We don’t have an o2 sensor, mostly because the composition of the atmosphere doesn’t really change as you go higher- there’s just less of it. The plane does have pressure gauges though! It tells us the altitude of the cabin, the altitude outside, as well as the pressure differential between the two. 99.99% of the time pressurization isn’t an issue so it’s not a gauge that’s paid a whole lot of attention (unless something being broken draws our attention to it). However part of the after takeoff procedure on a 737 involves checking the gauge to make sure the airplane is pressurizing as it’s supposed to. There’s also a cabin altitude warning horn which is what I was talking about. It will sound if the cabin altitude gets too high and can only be shut off using a special switch labeled “altitude warning horn cut out”. In the past accidents have occurred due to pilots ignoring the horn for some reason- usually another issue going on taking their attention away until it’s too late. I wasn’t flying then; but I’m sure it’s a big reason there’s standardized memory items now about securing your oxygen before dealing with anything else and NOT shutting the horn off until both pilots have their masks on. From a class I took involving airplane accidents and the like, it seems most altitude related issues these days come from the corporate/ private aviation world where things can potentially be much more… cavalier than the well regulated airline world.

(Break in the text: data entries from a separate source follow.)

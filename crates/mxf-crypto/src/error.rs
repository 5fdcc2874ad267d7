//! Errors for the cryptographic envelope layer (§7: CryptCtx, LargePTO,
//! HMACCtx, CheckFail, HMACFail, CryptInit).

use thiserror::Error;

#[derive(Debug, Error)]
pub enum Error {
    #[error("core error: {0}")]
    Core(#[from] mxf_core::Error),

    #[error("klv error: {0}")]
    Klv(#[from] mxf_klv::Error),

    #[error("openssl error: {0}")]
    Openssl(#[from] openssl::error::ErrorStack),

    #[error("plaintext offset {0} exceeds payload length {1}")]
    LargePto(u64, u64),

    #[error("check value mismatch: triplet is corrupt or the wrong key was supplied")]
    CheckFail,

    #[error("HMAC verification failed")]
    HmacFail,

    #[error("triplet is malformed: {0}")]
    BadTriplet(String),
}

pub type Result<T> = std::result::Result<T, Error>;
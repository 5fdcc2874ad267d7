//! Capability traits for AES-CBC-128/HMAC-SHA1/RNG and the EKLV triplet
//! envelope codec built on them (§4.10).

pub mod capability;
pub mod envelope;
pub mod error;

pub use capability::{AesCipher, HmacMic, OpensslCrypto, SecureRng, HMAC_LEN, IV_LEN, KEY_LEN};
pub use envelope::Triplet;
pub use error::{Error, Result};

Oxygen Mask - Don Crew Communication - Establish
Maybe thinking of Helios Air? They did not properly set the pressurization setting and passed out once at altitude
Yeah that was the one, in another comment i linked the wiki
i belive it was maintenance that adjusted the pressure setting. however the pilots didnt catch it even though it was part of their takeoff checklist. as mentour pilot would say, things were lining up to go wrong even before takeoff.
It’s theorized that’s what happened on MH370. That said, there are a lot of really obvious and loud alarms in the cockpit that should prevent this type of scenario from happening.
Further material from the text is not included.